Males were described to be 3.9 to 4.6 mm in size (the examined specimen in Fig. 1 was 4.6 mm), their prosoma being dark brown with a horn-yellow median stripe and white hairs, the head dorsally light grey (Metzner 1999). The opisthosoma was described as having a beige median stripe with black spots on the side (Metzner 1999), confirmed by our examined specimens (Fig. 1). A prominent characteristic of males from some European species of the genus Saitis (e.g. S. bar- bipes, S. graecus, S. tauricus) are the long, dark, and differently shaped legs III. In detail, S. tauricus have red-brown hairs on patella, tibia and metatarsus with black hairs on tibia and metatarsus, and – high in contrast – long white hairs on the tarsus (Metzner 1999, see also Fig. 1). Compared to S. barbipes which was also recorded for South Tyrol, legs I and II are not striped and generally the habitus is less colourful.

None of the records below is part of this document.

//! CLI command definitions

use clap::{Parser, Subcommand};
use std::path::PathBuf;

#[derive(Parser, Debug)]
#[command(name = "moodlog")]
#[command(about = "Mood journal for the terminal", long_about = None)]
#[command(version)]
pub struct Cli {
    #[command(subcommand)]
    pub command: Option<Commands>,
}

#[derive(Subcommand, Debug)]
pub enum Commands {
    /// Initialize a new journal
    Init {
        /// Directory to initialize (default: current directory)
        #[arg(default_value = ".")]
        path: PathBuf,
    },

    /// Write a new entry
    Add {
        /// Entry title
        #[arg(short, long)]
        title: String,

        /// Entry text
        #[arg(short, long)]
        content: String,

        /// Mood (positive, neutral, negative)
        #[arg(short, long, default_value = "neutral")]
        mood: String,

        /// Timestamp in RFC 3339 (default: now)
        #[arg(long, value_name = "TIMESTAMP")]
        at: Option<String>,
    },

    /// Change an existing entry
    Edit {
        /// Entry id
        id: String,

        #[arg(short, long)]
        title: Option<String>,

        #[arg(short, long)]
        content: Option<String>,

        #[arg(short, long)]
        mood: Option<String>,
    },

    /// Delete an entry
    Delete {
        /// Entry id
        id: String,
    },

    /// List entries, newest first
    List {
        /// Only entries written on this day (YYYY-MM-DD)
        #[arg(short, long)]
        date: Option<String>,
    },

    /// Show which days have entries and their mood
    Calendar {
        /// Only this month (YYYY-MM)
        #[arg(short, long)]
        month: Option<String>,
    },

    /// Mood statistics and common words
    Insights {
        /// Time range (7days, 30days, 90days, all)
        #[arg(short, long, default_value = "30days")]
        range: String,

        /// Print the report as JSON
        #[arg(long)]
        json: bool,
    },

    /// Score the sentiment of a text from -5 to 5
    Sentiment {
        /// Text to score
        text: String,
    },

    /// Print an inspirational quote
    Quote,

    /// Show or update your profile
    Profile {
        #[arg(long)]
        name: Option<String>,

        #[arg(long)]
        email: Option<String>,

        #[arg(long)]
        bio: Option<String>,

        #[arg(long)]
        daily_quote: Option<String>,

        /// Daily reminders (on, off)
        #[arg(long, value_name = "on|off")]
        reminders: Option<String>,

        /// Theme (light, dark, system)
        #[arg(long)]
        theme: Option<String>,
    },

    /// View or modify configuration
    Config {
        /// Config key to get or set
        key: Option<String>,

        /// Value to set (if provided, sets the key)
        value: Option<String>,

        /// List all configuration
        #[arg(short, long)]
        list: bool,
    },
}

Until the first finding of S. tauricus in November 2016, only the species S. barbipes was known from South Tyrol. Findings of S. barbipes include the same area as for S. tauricus which includes both the cities of Bozen/Bolzano and Meran/ Merano, the South Tyrolean Unterland in the south of Bozen/Bolzano, and further up to the north in the Eisack Valley close to the city of Brixen/Bressanone (FloraFaunaSüdtirol 2018).
We thank Sebastian Candiago for help in finding specimens and Julia Seeber for critically commenting on the manuscript, and Thomas Marsoner for creating the distribution map. We thank Andreas Hilpold, Petra Kranebitter, and Michael Stecher for help with the biodiversity archive of the Nature Museum South Tyrol. We further thank the reviewers Tobias Bauer and Michael Schäfer as well as the editors Theo Blick and Petr Dolejš for valuable comments on the manuscript.